• [Problem to work on]: Among the entries below, find how many lines carry the word "RootedView" and state only that figure.

• [Data shown]:
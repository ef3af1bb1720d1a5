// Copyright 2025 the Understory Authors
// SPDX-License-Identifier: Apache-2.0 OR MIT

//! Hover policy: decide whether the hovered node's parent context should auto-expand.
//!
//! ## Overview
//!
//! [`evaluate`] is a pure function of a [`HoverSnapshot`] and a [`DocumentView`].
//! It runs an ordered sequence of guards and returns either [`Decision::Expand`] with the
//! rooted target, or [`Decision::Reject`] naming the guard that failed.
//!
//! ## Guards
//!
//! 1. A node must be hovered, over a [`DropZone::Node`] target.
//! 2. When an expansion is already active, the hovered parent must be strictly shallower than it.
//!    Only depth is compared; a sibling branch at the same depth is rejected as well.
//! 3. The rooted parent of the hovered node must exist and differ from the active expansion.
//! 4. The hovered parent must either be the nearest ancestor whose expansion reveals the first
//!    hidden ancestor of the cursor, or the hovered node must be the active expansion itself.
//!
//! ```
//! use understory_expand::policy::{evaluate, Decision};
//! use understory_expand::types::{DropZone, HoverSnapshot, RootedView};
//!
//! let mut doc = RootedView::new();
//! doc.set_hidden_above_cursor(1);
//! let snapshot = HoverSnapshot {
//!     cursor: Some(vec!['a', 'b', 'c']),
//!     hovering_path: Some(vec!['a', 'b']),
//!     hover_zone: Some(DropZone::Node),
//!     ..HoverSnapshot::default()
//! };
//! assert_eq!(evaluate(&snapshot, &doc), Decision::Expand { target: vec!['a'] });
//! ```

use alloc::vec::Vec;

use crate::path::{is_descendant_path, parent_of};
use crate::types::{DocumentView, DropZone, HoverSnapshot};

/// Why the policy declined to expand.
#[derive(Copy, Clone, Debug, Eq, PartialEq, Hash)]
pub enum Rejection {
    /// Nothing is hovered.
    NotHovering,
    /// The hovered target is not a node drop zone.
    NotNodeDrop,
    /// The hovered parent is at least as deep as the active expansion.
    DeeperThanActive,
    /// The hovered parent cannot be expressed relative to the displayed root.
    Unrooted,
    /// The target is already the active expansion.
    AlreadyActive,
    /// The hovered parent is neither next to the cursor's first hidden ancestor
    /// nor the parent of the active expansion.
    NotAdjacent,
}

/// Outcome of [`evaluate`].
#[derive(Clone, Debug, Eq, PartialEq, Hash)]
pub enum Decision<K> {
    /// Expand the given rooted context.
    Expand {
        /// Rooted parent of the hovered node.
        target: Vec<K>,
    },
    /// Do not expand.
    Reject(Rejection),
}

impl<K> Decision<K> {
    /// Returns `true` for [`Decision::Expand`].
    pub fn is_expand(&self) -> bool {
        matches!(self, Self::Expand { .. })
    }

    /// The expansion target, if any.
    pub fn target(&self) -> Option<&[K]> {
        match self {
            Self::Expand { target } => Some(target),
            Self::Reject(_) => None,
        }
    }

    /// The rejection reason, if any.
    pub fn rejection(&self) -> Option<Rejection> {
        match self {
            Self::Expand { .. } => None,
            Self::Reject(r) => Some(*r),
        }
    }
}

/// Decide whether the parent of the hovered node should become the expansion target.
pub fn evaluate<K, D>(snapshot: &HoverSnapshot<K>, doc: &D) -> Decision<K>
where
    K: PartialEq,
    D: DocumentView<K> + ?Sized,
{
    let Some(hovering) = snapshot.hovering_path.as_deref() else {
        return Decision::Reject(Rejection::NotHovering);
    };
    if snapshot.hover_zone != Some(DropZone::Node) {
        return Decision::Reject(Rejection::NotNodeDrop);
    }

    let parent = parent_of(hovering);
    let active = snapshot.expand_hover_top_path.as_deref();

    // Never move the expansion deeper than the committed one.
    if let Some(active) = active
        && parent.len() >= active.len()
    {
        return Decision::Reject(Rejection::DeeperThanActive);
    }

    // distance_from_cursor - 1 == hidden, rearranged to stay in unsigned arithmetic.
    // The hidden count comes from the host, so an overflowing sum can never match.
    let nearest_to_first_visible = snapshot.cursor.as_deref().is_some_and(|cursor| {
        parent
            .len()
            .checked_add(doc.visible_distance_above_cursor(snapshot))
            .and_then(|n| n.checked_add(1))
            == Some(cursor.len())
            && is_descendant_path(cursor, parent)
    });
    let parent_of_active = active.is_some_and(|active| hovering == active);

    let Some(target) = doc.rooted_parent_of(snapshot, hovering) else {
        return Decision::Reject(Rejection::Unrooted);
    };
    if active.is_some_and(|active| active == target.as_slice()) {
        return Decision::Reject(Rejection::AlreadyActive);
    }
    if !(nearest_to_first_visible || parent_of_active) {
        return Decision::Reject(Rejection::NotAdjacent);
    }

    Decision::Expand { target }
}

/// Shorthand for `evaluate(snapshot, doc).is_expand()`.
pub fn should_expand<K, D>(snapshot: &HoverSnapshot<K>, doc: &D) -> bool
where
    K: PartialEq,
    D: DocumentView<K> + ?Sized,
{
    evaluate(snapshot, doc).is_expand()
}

• [Answer for the task]: 2